Near-Infrared Spectroscopy in Schizophrenia: A Possible Biomarker for Predicting Clinical Outcome and Treatment Response

Functional near-infrared spectroscopy (fNIRS) is a relatively new technique that can measure hemoglobin changes in brain tissues, and its use in psychiatry has been progressing rapidly. Although it has several disadvantages (e.g., relatively low spatial resolution and the possibility of shallow coverage in the depth of brain regions) compared with other functional neuroimaging techniques (e.g., functional magnetic resonance imaging and positron emission tomography), fNIRS may be a candidate instrument for clinical use in psychiatry, as it can measure brain activity in naturalistic position easily and non-invasively. fNIRS instruments are also small and work silently, and can be moved almost everywhere including schools and care units. Previous fNIRS studies have shown that patients with schizophrenia have impaired activity and characteristic waveform patterns in the prefrontal cortex during the letter version of the verbal fluency task, and part of these results have been approved as one of the Advanced Medical Technologies as an aid for the differential diagnosis of depressive symptoms by the Ministry of Health, Labor and Welfare of Japan in 2009, which was the first such approval in the field of psychiatry. Moreover, previous studies suggest that the activity in the frontopolar prefrontal cortex is associated with their functions in chronic schizophrenia and is its next candidate biomarker.
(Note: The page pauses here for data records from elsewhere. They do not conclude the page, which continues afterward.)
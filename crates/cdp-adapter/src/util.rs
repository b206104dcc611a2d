use std::time::{Duration as StdDuration, SystemTime, UNIX_EPOCH};

use chromiumoxide::async_process::Child;
use futures::io::{AsyncBufReadExt, BufReader};
use futures::stream::StreamExt;
use tokio::time::{timeout, Duration};

use crate::error::{AdapterError, AdapterErrorKind};

/// Reads Chromium's stderr until it prints the DevTools websocket endpoint.
pub async fn extract_ws_url(child: &mut Child) -> Result<String, AdapterError> {
    let stderr = child.stderr.take().ok_or_else(|| {
        AdapterError::new(AdapterErrorKind::Launch).with_hint("chromium stderr is not piped")
    })?;
    let mut lines = BufReader::new(stderr).lines();
    let mut seen: Vec<String> = Vec::new();

    let scan = async {
        while let Some(line) = lines.next().await {
            let line = line.map_err(|err| {
                AdapterError::new(AdapterErrorKind::Launch).with_hint(err.to_string())
            })?;
            if let Some(url) = parse_ws_line(&line) {
                return Ok(url);
            }
            if seen.len() < 8 {
                seen.push(line);
            }
        }
        Err(AdapterError::new(AdapterErrorKind::Launch).with_hint(format!(
            "chromium exited before announcing its devtools endpoint; stderr: {}",
            seen.join(" | ")
        )))
    };

    timeout(Duration::from_secs(20), scan).await.map_err(|_| {
        AdapterError::new(AdapterErrorKind::Launch)
            .with_hint("timed out waiting for the devtools websocket url")
    })?
}

fn parse_ws_line(line: &str) -> Option<String> {
    let (_, url) = line.rsplit_once("listening on ")?;
    let url = url.trim();
    (url.starts_with("ws") && url.contains("devtools/browser")).then(|| url.to_string())
}

/// Milliseconds since the Unix epoch.
pub fn timestamp_now() -> u64 {
    SystemTime::now()
        .duration_since(UNIX_EPOCH)
        .unwrap_or(StdDuration::ZERO)
        .as_millis() as u64
}
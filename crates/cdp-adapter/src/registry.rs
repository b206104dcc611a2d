//! Page bookkeeping: which CDP target and flattened session belong to each page.

use dashmap::DashMap;

use crate::ids::{PageId, SessionId};

#[derive(Clone, Debug)]
pub struct PageEntry {
    pub session_id: SessionId,
    pub target_id: String,
    pub cdp_session: Option<String>,
    pub recent_url: Option<String>,
}

#[derive(Default)]
pub struct Registry {
    pages: DashMap<PageId, PageEntry>,
    targets: DashMap<String, PageId>,
    sessions: DashMap<String, PageId>,
}

impl Registry {
    pub fn new() -> Self {
        Self::default()
    }

    /// Registers a page target, returning the existing page if the target is already known.
    pub fn insert_target(&self, target_id: &str, url: Option<String>) -> PageId {
        if let Some(page) = self.page_for_target(target_id) {
            return page;
        }
        let page = PageId::new();
        self.pages.insert(
            page,
            PageEntry {
                session_id: SessionId::new(),
                target_id: target_id.to_string(),
                cdp_session: None,
                recent_url: url,
            },
        );
        self.targets.insert(target_id.to_string(), page);
        page
    }

    pub fn bind_session(&self, target_id: &str, cdp_session: &str) -> Option<PageId> {
        let page = self.page_for_target(target_id)?;
        if let Some(mut entry) = self.pages.get_mut(&page) {
            entry.cdp_session = Some(cdp_session.to_string());
        }
        self.sessions.insert(cdp_session.to_string(), page);
        Some(page)
    }

    pub fn unbind_session(&self, cdp_session: &str) {
        if let Some((_, page)) = self.sessions.remove(cdp_session) {
            if let Some(mut entry) = self.pages.get_mut(&page) {
                entry.cdp_session = None;
            }
        }
    }

    pub fn remove_target(&self, target_id: &str) -> Option<PageId> {
        let (_, page) = self.targets.remove(target_id)?;
        self.sessions.retain(|_, bound| *bound != page);
        self.pages.remove(&page);
        Some(page)
    }

    /// Forgets everything; returns the pages that were registered.
    pub fn clear(&self) -> Vec<PageId> {
        let pages: Vec<PageId> = self.pages.iter().map(|kv| *kv.key()).collect();
        self.pages.clear();
        self.targets.clear();
        self.sessions.clear();
        pages
    }

    pub fn get(&self, page: &PageId) -> Option<PageEntry> {
        self.pages.get(page).map(|entry| entry.value().clone())
    }

    pub fn page_for_target(&self, target_id: &str) -> Option<PageId> {
        self.targets.get(target_id).map(|entry| *entry.value())
    }

    pub fn page_for_session(&self, cdp_session: Option<&str>) -> Option<PageId> {
        cdp_session.and_then(|sid| self.sessions.get(sid).map(|entry| *entry.value()))
    }

    pub fn cdp_session(&self, page: &PageId) -> Option<String> {
        self.pages
            .get(page)
            .and_then(|entry| entry.cdp_session.clone())
    }

    pub fn set_recent_url(&self, page: &PageId, url: String) {
        if let Some(mut entry) = self.pages.get_mut(page) {
            entry.recent_url = Some(url);
        }
    }

    pub fn len(&self) -> usize {
        self.pages.len()
    }

    pub fn is_empty(&self) -> bool {
        self.pages.is_empty()
    }
}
Future studies aimed at exploring fNIRS differences in various clinical stages, longitudinal changes, drug effects, and variations during different task paradigms will be needed to develop more accurate biomarkers that can be used to aid differential diagnosis, the comprehension of the present condition, the prediction of outcome, and the decision regarding treatment options in schizophrenia. Future fNIRS researches will require standardized measurement procedures, probe settings, analytical methods and tools, manuscript description, and database systems in an fNIRS community.